406 LA NOUVELLE REVUE FRANÇAISE
Jeannette. Hélas !
Hauviette. Mais toi ça te laisse toujours sur ta faim, de faire ta prière. Et tu es toujours aussi malheureuse qu'avant. Après qu'avant...
... On s'imagine ici, dans la paroisse, que tu es heureuse de ta vie parce que tu fais la charité, parce que tu soignes les malades et que tu consoles ceux qui sont affligés ; et que tu es toujours là avec ceux qui ont de la peine. Mais moi, moi Hauviette, je sais que tu es malheureuse.
Jeannette.
— Tu le sais parce que tu es mon amie, Hauviette.
Hauviette.
— Je ne suis pas amie seulement, je suis une fille qui voit clair., De faire du bien aux autres, nous autres ça nous ferait du bien, si seulement on en faisait. Mais toi rien ne te fait du bien. Tout te fait du mal. Tout te laisse sur ta faim. Tu te consumes, tu te consumes, tu es consumée de tristesse, tu es perdue de tristesse, tu as, pauvre grande, tu as une fièvre, une fièvre de tristesse, et tu ne guéris point, tu ne te guéris jamais. Tu as une grande fièvre. Tu es pétrie de tristesse. Ton âme est pétrie de tristesse...

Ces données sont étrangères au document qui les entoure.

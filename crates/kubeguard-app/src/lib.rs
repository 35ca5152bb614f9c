//! Use case orchestration for kubeguard.
//!
//! This crate provides the application layer: use cases that coordinate the settings, query,
//! domain, and render layers. It is intentionally thin and delegates heavy lifting to the
//! appropriate layers.
//!
//! The CLI crate depends on this; it only handles argument parsing and I/O.

#![forbid(unsafe_code)]

mod check;
mod explain;
mod list;
mod render;
mod report;

pub use check::{CheckInput, CheckOutput, load_config, run_check, verdict_exit_code};
pub use explain::{
    ControlFacts, ExplainEntry, ExplainOutput, format_explanation, format_not_found, run_explain,
};
pub use list::{ControlSummary, format_list, run_list};
pub use render::{render_annotations, render_markdown};
pub use report::{parse_report_json, runtime_error_report, serialize_report, to_renderable};
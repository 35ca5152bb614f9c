//! CLI entry point for kubeguard.
//!
//! This module is intentionally thin: it handles argument parsing, logging setup, I/O, and
//! exit codes. All business logic lives in the `kubeguard-app` crate.

use anyhow::Context;
use camino::{Utf8Path, Utf8PathBuf};
use clap::{ArgAction, Args, Parser, Subcommand};
use kubeguard_app::{
    CheckInput, ExplainOutput, format_list, load_config, parse_report_json, render_annotations,
    render_markdown, run_check, run_explain, run_list, runtime_error_report, serialize_report,
    to_renderable, verdict_exit_code,
};
use kubeguard_query::{KubectlRunner, QueryRunner, ReplayRunner};
use kubeguard_settings::{Overrides, ResolvedConfig};
use kubeguard_types::KubeguardReport;
use std::time::Duration;
use tracing_subscriber::EnvFilter;

/// Environment variable holding a `tracing` filter directive; overrides `-v`/`--quiet`.
const LOG_ENV: &str = "KUBEGUARD_LOG";

#[derive(Parser, Debug)]
#[command(
    name = "kubeguard",
    version,
    about = "CIS Kubernetes/EKS benchmark control checks driven by kubectl queries"
)]
struct Cli {
    /// Path to kubeguard config TOML (missing file means defaults).
    #[arg(long, default_value = "kubeguard.toml")]
    config: Utf8PathBuf,

    /// Override profile (eks-cis|audit|custom).
    #[arg(long)]
    profile: Option<String>,

    /// Increase log verbosity (-v info, -vv debug, -vvv trace). Logs go to stderr.
    #[arg(short, long, action = ArgAction::Count)]
    verbose: u8,

    /// Only log errors.
    #[arg(short, long, conflicts_with = "verbose")]
    quiet: bool,

    #[command(subcommand)]
    cmd: Commands,
}

/// How to reach the cluster (or recorded output standing in for it).
#[derive(Args, Debug, Clone)]
struct QueryArgs {
    /// kubectl executable.
    #[arg(long, default_value = "kubectl")]
    kubectl: String,

    /// kubeconfig context to use.
    #[arg(long)]
    context: Option<String>,

    /// kubeconfig file to use.
    #[arg(long)]
    kubeconfig: Option<String>,

    /// Read recorded query output from this directory instead of running kubectl
    /// (`<resource>.txt` for column queries, `<resource>.json` for JSON queries).
    #[arg(long)]
    replay_dir: Option<Utf8PathBuf>,
}

#[derive(Subcommand, Debug)]
enum Commands {
    /// Evaluate controls and write artifacts.
    Check {
        #[command(flatten)]
        query: QueryArgs,

        /// Per-query timeout in seconds.
        #[arg(long)]
        timeout_secs: Option<u64>,

        /// Lowest severity whose failed controls fail the run (low|medium|high|critical).
        #[arg(long)]
        fail_on: Option<String>,

        /// Worker threads for control evaluation (default: one per CPU).
        #[arg(long)]
        jobs: Option<usize>,

        /// Where to write the JSON report.
        #[arg(long, default_value = "artifacts/kubeguard/report.json")]
        report_out: Utf8PathBuf,

        /// Write a Markdown report alongside the JSON.
        #[arg(long)]
        write_markdown: bool,

        /// Where to write the Markdown report (if enabled).
        #[arg(long, default_value = "artifacts/kubeguard/comment.md")]
        markdown_out: Utf8PathBuf,
    },

    /// Render markdown from an existing JSON report.
    Md {
        /// Path to the JSON report file.
        #[arg(long, default_value = "artifacts/kubeguard/report.json")]
        report: Utf8PathBuf,

        /// Where to write the Markdown output (if not specified, prints to stdout).
        #[arg(long, short)]
        output: Option<Utf8PathBuf>,
    },

    /// Render GitHub Actions annotations from an existing JSON report.
    Annotations {
        /// Path to the JSON report file.
        #[arg(long, default_value = "artifacts/kubeguard/report.json")]
        report: Utf8PathBuf,

        /// Maximum number of annotations to emit.
        #[arg(long, default_value = "10")]
        max: usize,
    },

    /// Explain a control id or code with rationale and remediation guidance.
    Explain {
        /// The control id (e.g., "eks-cis-4.2.7") or code (e.g., "non_compliant_value").
        identifier: String,
    },

    /// List the controls the effective configuration enables.
    List {
        #[command(flatten)]
        query: QueryArgs,
    },
}

fn main() -> anyhow::Result<()> {
    let cli = Cli::parse();
    init_tracing(cli.verbose, cli.quiet);

    match &cli.cmd {
        Commands::Check {
            query,
            timeout_secs,
            fail_on,
            jobs,
            report_out,
            write_markdown,
            markdown_out,
        } => {
            let overrides = Overrides {
                profile: cli.profile.clone(),
                fail_on: fail_on.clone(),
                timeout_secs: *timeout_secs,
            };
            cmd_check(
                &cli.config,
                overrides,
                query,
                *jobs,
                report_out,
                (*write_markdown).then_some(markdown_out.as_path()),
            )
        }
        Commands::Md { report, output } => cmd_md(report, output.as_deref()),
        Commands::Annotations { report, max } => cmd_annotations(report, *max),
        Commands::Explain { identifier } => cmd_explain(identifier),
        Commands::List { query } => cmd_list(&cli, query),
    }
}

fn init_tracing(verbose: u8, quiet: bool) {
    let level = match (quiet, verbose) {
        (true, _) => "error",
        (false, 0) => "warn",
        (false, 1) => "info",
        (false, 2) => "debug",
        _ => "trace",
    };
    let filter = EnvFilter::try_from_env(LOG_ENV).unwrap_or_else(|_| EnvFilter::new(level));
    let _ = tracing_subscriber::fmt()
        .with_env_filter(filter)
        .with_writer(std::io::stderr)
        .with_target(false)
        .try_init();
}

fn cmd_check(
    config_path: &Utf8Path,
    overrides: Overrides,
    query: &QueryArgs,
    jobs: Option<usize>,
    report_out: &Utf8Path,
    markdown_out: Option<&Utf8Path>,
) -> anyhow::Result<()> {
    let result = (|| -> anyhow::Result<i32> {
        let cfg_text = read_config(config_path)?;
        let resolved = load_config(&cfg_text, overrides)?;
        let runner = build_runner(query, &resolved);

        let output = run_check(CheckInput {
            resolved,
            runner: runner.as_ref(),
            jobs,
        })?;

        write_report_file(report_out, &output.report).context("write report json")?;

        if let Some(markdown_out) = markdown_out {
            let renderable = to_renderable(&output.report);
            let md = render_markdown(&renderable);
            write_text_file(markdown_out, &md).context("write markdown")?;
        }

        tracing::info!(report = %report_out, "report written");
        Ok(verdict_exit_code(output.report.verdict))
    })();

    match result {
        Ok(code) => {
            if code != 0 {
                std::process::exit(code);
            }
            Ok(())
        }
        Err(err) => {
            let report = runtime_error_report(&format!("{err:#}"));
            let _ = write_report_file(report_out, &report);
            eprintln!("kubeguard error: {err:#}");
            std::process::exit(1);
        }
    }
}

fn cmd_list(cli: &Cli, query: &QueryArgs) -> anyhow::Result<()> {
    let cfg_text = read_config(&cli.config)?;
    let overrides = Overrides {
        profile: cli.profile.clone(),
        ..Overrides::default()
    };
    let resolved = load_config(&cfg_text, overrides)?;
    let runner = build_runner(query, &resolved);
    let rows = run_list(&resolved.effective, runner.as_ref());
    print!("{}", format_list(&resolved.effective.profile, &rows));
    Ok(())
}

/// Load config if present; a missing file is allowed (defaults apply).
fn read_config(path: &Utf8Path) -> anyhow::Result<String> {
    match std::fs::read_to_string(path) {
        Ok(text) => Ok(text),
        Err(err) if err.kind() == std::io::ErrorKind::NotFound => {
            tracing::debug!(config = %path, "config not found; using defaults");
            Ok(String::new())
        }
        Err(err) => Err(err).with_context(|| format!("read config: {path}")),
    }
}

fn build_runner(query: &QueryArgs, resolved: &ResolvedConfig) -> Box<dyn QueryRunner> {
    match &query.replay_dir {
        Some(dir) => Box::new(ReplayRunner::new(dir.clone())),
        None => Box::new(
            KubectlRunner::new(
                query.kubectl.clone(),
                Duration::from_secs(resolved.effective.timeout_secs),
            )
            .with_context(query.context.clone())
            .with_kubeconfig(query.kubeconfig.clone()),
        ),
    }
}

fn write_report_file(path: &Utf8Path, report: &KubeguardReport) -> anyhow::Result<()> {
    if let Some(parent) = path.parent() {
        std::fs::create_dir_all(parent).with_context(|| format!("create directory: {}", parent))?;
    }
    let data = serialize_report(report).context("serialize report")?;
    std::fs::write(path, data).with_context(|| format!("write report: {}", path))?;
    Ok(())
}

fn write_text_file(path: &Utf8Path, text: &str) -> anyhow::Result<()> {
    if let Some(parent) = path.parent() {
        std::fs::create_dir_all(parent).with_context(|| format!("create directory: {}", parent))?;
    }
    std::fs::write(path, text).with_context(|| format!("write text: {}", path))?;
    Ok(())
}

fn cmd_md(report_path: &Utf8Path, output: Option<&Utf8Path>) -> anyhow::Result<()> {
    let report_text = std::fs::read_to_string(report_path)
        .with_context(|| format!("read report: {}", report_path))?;
    let report = parse_report_json(&report_text)?;
    let renderable = to_renderable(&report);
    let md = render_markdown(&renderable);

    if let Some(out_path) = output {
        write_text_file(out_path, &md).context("write markdown output")?;
    } else {
        print!("{}", md);
    }

    Ok(())
}

fn cmd_annotations(report_path: &Utf8Path, max: usize) -> anyhow::Result<()> {
    let report_text = std::fs::read_to_string(report_path)
        .with_context(|| format!("read report: {}", report_path))?;
    let report = parse_report_json(&report_text)?;
    let renderable = to_renderable(&report);

    for annotation in render_annotations(&renderable, max) {
        println!("{}", annotation);
    }

    Ok(())
}

fn cmd_explain(identifier: &str) -> anyhow::Result<()> {
    match run_explain(identifier) {
        ExplainOutput::Found(entry) => {
            print!("{}", kubeguard_app::format_explanation(&entry));
            Ok(())
        }
        ExplainOutput::NotFound {
            identifier,
            available_control_ids,
            available_codes,
        } => {
            let text = kubeguard_app::format_not_found(
                &identifier,
                available_control_ids,
                available_codes,
            );
            eprint!("{text}");
            std::process::exit(1);
        }
    }
}
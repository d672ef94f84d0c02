use super::{ExporterError, Result};
use serde::{Deserialize, Serialize};

/// Request body posted by a worker script after it handled a file.
#[derive(Debug, Clone, PartialEq, Serialize, Deserialize)]
pub struct FileMetrics {
    pub script_name: String,
    pub file_name: String,
    pub rows: u64,
    pub processing_time: f64,
}

impl FileMetrics {
    pub fn new(script_name: impl Into<String>, file_name: impl Into<String>) -> Self {
        Self {
            script_name: script_name.into(),
            file_name: file_name.into(),
            rows: 0,
            processing_time: 0.0,
        }
    }

    pub fn rows(mut self, rows: u64) -> Self {
        self.rows = rows;
        self
    }

    pub fn processing_time(mut self, seconds: f64) -> Self {
        self.processing_time = seconds;
        self
    }

    pub fn validate(&self) -> Result<()> {
        if self.script_name.trim().is_empty() {
            return Err(ExporterError::Validation(
                "script_name cannot be empty".to_string(),
            ));
        }

        if self.file_name.trim().is_empty() {
            return Err(ExporterError::Validation(
                "file_name cannot be empty".to_string(),
            ));
        }

        if !self.processing_time.is_finite() || self.processing_time < 0.0 {
            return Err(ExporterError::Validation(format!(
                "processing_time must be a non-negative number, got {}",
                self.processing_time
            )));
        }

        Ok(())
    }

    /// The activity event this request contributes to the worker's live gauge.
    pub fn activity_event(&self) -> ActivityEvent {
        ActivityEvent::new(&self.script_name, &self.file_name)
    }
}

/// One unit of work reported by a worker.
#[derive(Debug, Clone, PartialEq, Eq)]
pub struct ActivityEvent {
    pub worker_id: String,
    pub file_id: String,
    pub row_delta: u64,
}

impl ActivityEvent {
    pub fn new(worker_id: impl Into<String>, file_id: impl Into<String>) -> Self {
        Self {
            worker_id: worker_id.into(),
            file_id: file_id.into(),
            row_delta: 1,
        }
    }

    pub fn row_delta(mut self, delta: u64) -> Self {
        self.row_delta = delta;
        self
    }
}
use thiserror::Error;

#[derive(Error, Debug)]
pub enum ExporterError {
    #[error("Configuration error: {0}")]
    Config(String),

    #[error("Metrics error: {0}")]
    Metrics(#[from] prometheus::Error),

    #[error("Encoding error: {0}")]
    Encoding(String),

    #[error("Validation error: {0}")]
    Validation(String),

    #[error("I/O error: {0}")]
    Io(#[from] std::io::Error),
}

pub type Result<T> = std::result::Result<T, ExporterError>;

impl From<std::string::FromUtf8Error> for ExporterError {
    fn from(err: std::string::FromUtf8Error) -> Self {
        Self::Encoding(err.to_string())
    }
}
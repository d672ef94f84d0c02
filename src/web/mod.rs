//! HTTP surface: metrics scrape endpoint and the worker report endpoints.

pub mod routes;

use crate::core::ExporterError;
use axum::Json;
use axum::http::StatusCode;
use axum::response::{IntoResponse, Response};
use serde::Serialize;

pub use routes::{AppState, router};

#[derive(Debug, Serialize)]
pub struct ErrorResponse {
    pub error: String,
    pub code: String,
}

#[derive(Debug)]
pub enum WebError {
    Exporter(ExporterError),
    Input(String),
}

impl From<ExporterError> for WebError {
    fn from(err: ExporterError) -> Self {
        match err {
            ExporterError::Validation(msg) => WebError::Input(msg),
            other => WebError::Exporter(other),
        }
    }
}

impl IntoResponse for WebError {
    fn into_response(self) -> Response {
        let (status, message, code) = match self {
            WebError::Exporter(ExporterError::Metrics(err)) => (
                StatusCode::INTERNAL_SERVER_ERROR,
                err.to_string(),
                "metrics_error".to_string(),
            ),
            WebError::Exporter(err) => (
                StatusCode::INTERNAL_SERVER_ERROR,
                err.to_string(),
                "internal_error".to_string(),
            ),
            WebError::Input(msg) => (
                StatusCode::UNPROCESSABLE_ENTITY,
                msg,
                "input_error".to_string(),
            ),
        };

        let body = Json(ErrorResponse {
            error: message,
            code,
        });

        (status, body).into_response()
    }
}

pub type Result<T> = std::result::Result<T, WebError>;
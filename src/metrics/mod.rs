//! Prometheus metric families for file processing reports.
//!
//! | Metric | Type | Labels |
//! |--------|------|--------|
//! | `files_processed_total` | Counter | `script_name`, `file_name` |
//! | `rows_in_json_total` | Counter | `script_name`, `file_name` |
//! | `file_processing_time_seconds` | Histogram | `script_name`, `file_name` |
//! | `file_upload_time` | Gauge | `script_name`, `file_name` |
//! | `active_file_processing` | Gauge | `script_name`, `file_name` |
//!
//! Every family lives in a private [`Registry`], so several exporters (or
//! tests) can coexist in one process.

use crate::activity::PrometheusSink;
use crate::core::{FileMetrics, Result};
use prometheus::{
    Encoder, GaugeVec, HistogramOpts, HistogramVec, IntCounterVec, IntGaugeVec, Opts, Registry,
    TextEncoder,
};

/// Label names shared by every family.
pub const LABELS: &[&str] = &["script_name", "file_name"];

#[derive(Clone)]
pub struct FileMetricsRegistry {
    registry: Registry,
    files_processed: IntCounterVec,
    rows_processed: IntCounterVec,
    processing_time: HistogramVec,
    upload_time: GaugeVec,
    /// Live activity count per worker, driven by the activity tracker.
    active_processing: IntGaugeVec,
}

impl FileMetricsRegistry {
    /// Creates all families and registers them with a fresh registry.
    ///
    /// # Errors
    ///
    /// Returns an error if a family fails to register.
    pub fn new() -> Result<Self> {
        let registry = Registry::new();

        let files_processed = IntCounterVec::new(
            Opts::new("files_processed_total", "Total number of processed files"),
            LABELS,
        )?;
        let rows_processed = IntCounterVec::new(
            Opts::new("rows_in_json_total", "Total number of rows written to JSON"),
            LABELS,
        )?;
        let processing_time = HistogramVec::new(
            HistogramOpts::new(
                "file_processing_time_seconds",
                "Time spent processing files",
            ),
            LABELS,
        )?;
        let upload_time = GaugeVec::new(
            Opts::new(
                "file_upload_time",
                "Timestamp of file upload (seconds since epoch)",
            ),
            LABELS,
        )?;
        let active_processing = IntGaugeVec::new(
            Opts::new(
                "active_file_processing",
                "Number of files currently being processed",
            ),
            LABELS,
        )?;

        registry.register(Box::new(files_processed.clone()))?;
        registry.register(Box::new(rows_processed.clone()))?;
        registry.register(Box::new(processing_time.clone()))?;
        registry.register(Box::new(upload_time.clone()))?;
        registry.register(Box::new(active_processing.clone()))?;

        Ok(Self {
            registry,
            files_processed,
            rows_processed,
            processing_time,
            upload_time,
            active_processing,
        })
    }

    /// Account for one processed file.
    pub fn track_file(&self, body: &FileMetrics) -> Result<()> {
        let labels = [body.script_name.as_str(), body.file_name.as_str()];

        self.files_processed.get_metric_with_label_values(&labels)?.inc();
        self.rows_processed
            .get_metric_with_label_values(&labels)?
            .inc_by(body.rows);
        self.processing_time
            .get_metric_with_label_values(&labels)?
            .observe(body.processing_time);
        self.upload_time
            .get_metric_with_label_values(&labels)?
            .set(unix_seconds_now());

        Ok(())
    }

    /// Sink that writes activity counts into `active_file_processing`.
    pub fn activity_sink(&self) -> PrometheusSink {
        PrometheusSink::new(self.active_processing.clone())
    }

    /// Render every family in the Prometheus text exposition format.
    pub fn encode_text(&self) -> Result<String> {
        let encoder = TextEncoder::new();
        let mut buffer = Vec::new();
        encoder.encode(&self.registry.gather(), &mut buffer)?;
        Ok(String::from_utf8(buffer)?)
    }
}

fn unix_seconds_now() -> f64 {
    chrono::Utc::now().timestamp_micros() as f64 / 1_000_000.0
}
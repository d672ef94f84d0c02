use activity_exporter::{ExporterConfig, HttpServer};
use clap::Parser;
use std::time::Duration;
use tracing_subscriber::{layer::SubscriberExt, util::SubscriberInitExt};

#[derive(Parser, Debug)]
#[command(name = "activity-exporter", version, about)]
struct Args {
    /// Interface to bind
    #[arg(long, env = "APP_HOST", default_value = "0.0.0.0")]
    host: String,

    /// Port to listen on
    #[arg(long, env = "APP_PORT", default_value_t = 8000)]
    port: u16,

    /// Seconds of silence before a script's activity gauge drops to zero
    #[arg(long, env = "IDLE_TIMEOUT", default_value_t = 60)]
    idle_timeout: u64,
}

impl From<Args> for ExporterConfig {
    fn from(args: Args) -> Self {
        ExporterConfig::new(args.port)
            .host(&args.host)
            .idle_timeout(Duration::from_secs(args.idle_timeout))
    }
}

#[tokio::main]
async fn main() -> anyhow::Result<()> {
    tracing_subscriber::registry()
        .with(
            tracing_subscriber::EnvFilter::try_from_default_env()
                .unwrap_or_else(|_| "activity_exporter=info,tower_http=info".into()),
        )
        .with(tracing_subscriber::fmt::layer())
        .init();

    let config = ExporterConfig::from(Args::parse());
    HttpServer::new(config)?.run().await?;
    Ok(())
}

O pathétique insistance ! Ecoutons Madame Gervaise, qu'appelle auprès d'elle la grande détresse de Jeanne, expliquer à l'enfant que l'inutilité de la souffrance est le propre de la souffrance d'enfer :
" ... Il y a, ailleurs il y a une souffrance qui est perdue ; qui est toute perdue ; qui est toujours perdue ; quand même on ne voudrait pas ; quoi qu'on veuille ; quoi qu'ils veuillent ; quoi qu'ils veuillent éternellement.
Quoi qu'ils fassent. Eternellement quoi qu'ils fassent.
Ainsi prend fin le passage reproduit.